DOC Institute co-chair Lalita Krishna cited Pahuja’s commitment to socio-political p.o.v. docs and strong protagonists as signatures of her work. “She tackles tough subjects with the tenacity, vigour and vision that is the hallmark of a true Vanguard winner,” said Krishna in a statement.
When asked about the roles that DOC and the DOC Institute play in her career, Pahuja cites the organization’s advocacy as key. “The fact that they have a group of people standing up for the industry and fighting for us is valuable,” notes Pahuja. “As filmmakers, we don’t always have the time or tools to do it ourselves.”
Advocacy and Community-Building
Lee herself is an advocate for filmmakers, which is evident in her new role as Chief Programming Officer at TIFF following 15 years with the National Film Board of Canada and long-time work with Toronto’s Reel Asian Film Festival, of which she is the founder. “So much of the work I’m doing is continuation of things and some things are entirely new,” Lee tells POV. “That’s refreshing and giving me new challenges.”
Lee’s time with the NFB’s Ontario Studio features several works that rank among the Board’s best. Among the films of which she’s proudest, Lee cites Sarah Polley’s shape-shifting essay about family, truth and memory, Stories We Tell (2012); Tiffany Hsiung’s powerful look at South Korean “comfort women” seeking reparations in The Apology (2016); and Yung Chang’s bracing portrait of independent journalist Robert Fisk, This Is Not a Movie (2019). “Being a producer and an executive producer are fluid positions in which you can implicate yourself depending on your areas of interest or who you are,” observes Lee.

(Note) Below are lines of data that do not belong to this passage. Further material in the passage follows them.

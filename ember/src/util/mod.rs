// This file is Copyright its original authors, visible in version control
// history.
//
// This file is licensed under the Apache License, Version 2.0 <LICENSE-APACHE
// or http://www.apache.org/licenses/LICENSE-2.0> or the MIT license
// <LICENSE-MIT or http://opensource.org/licenses/MIT>, at your option.
// You may not use this file except in accordance with one or both of these
// licenses.

//! Some utility modules live here. See individual sub-modules for more info.

pub mod errors;
pub mod ser;

pub(crate) mod byte_utils;
pub(crate) mod transaction_utils;

#[macro_use]
pub(crate) mod ser_macros;
#[macro_use]
pub(crate) mod macro_logger;

// These have to come after macro_logger to build
pub mod config;
pub mod logger;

She also points to Randall Okita’s interactive work The Book of Distance as an example of innovation during her time with the NFB. “That interactive VR experience was one of the first to really embrace narrative and new technologies, but it also had a strong social statement that placed it very much in the documentary realm,” notes Lee.
In her role with TIFF, Lee aims to expand TIFF’s presence and relationship with its audience year-round at the Lightbox, as well as create space for untapped audiences. “I’m interested in looking at what TIFF does as mission,” says Lee. “What is that space in terms of artists, industry, and filmmakers and creating a more cohesive strategy to leverage our strengths and create new opportunities within the community.”
Renewal and Resurgence
As the DOC Institute Honours celebrate the leaders making a positive impact on the industry, Pahuja and Lee acknowledge that it’s a tough time for filmmakers in an ever-changing field. “You need a really strong will and you have to really want to tell stories,” says Pahuja when asked what advice she’d give emerging filmmakers. She also suggests developing sound business practices early while honing one’s craft. “The creative impulses might come first, but don’t neglect the parts of a production that you need to learn to have an impact.”
Lee adds that filmmakers might want to harness the new energy in non-fiction cinema for artists and audiences alike. “There’s this misconception that fiction is a creative storytelling space and, somehow, documentary is less so. I would argue that’s not the case at all. For filmmakers who want to represent the world they live in and have both social impact and artistic impact, it’s a great time to explore areas of renewal and resurgence in storytelling.”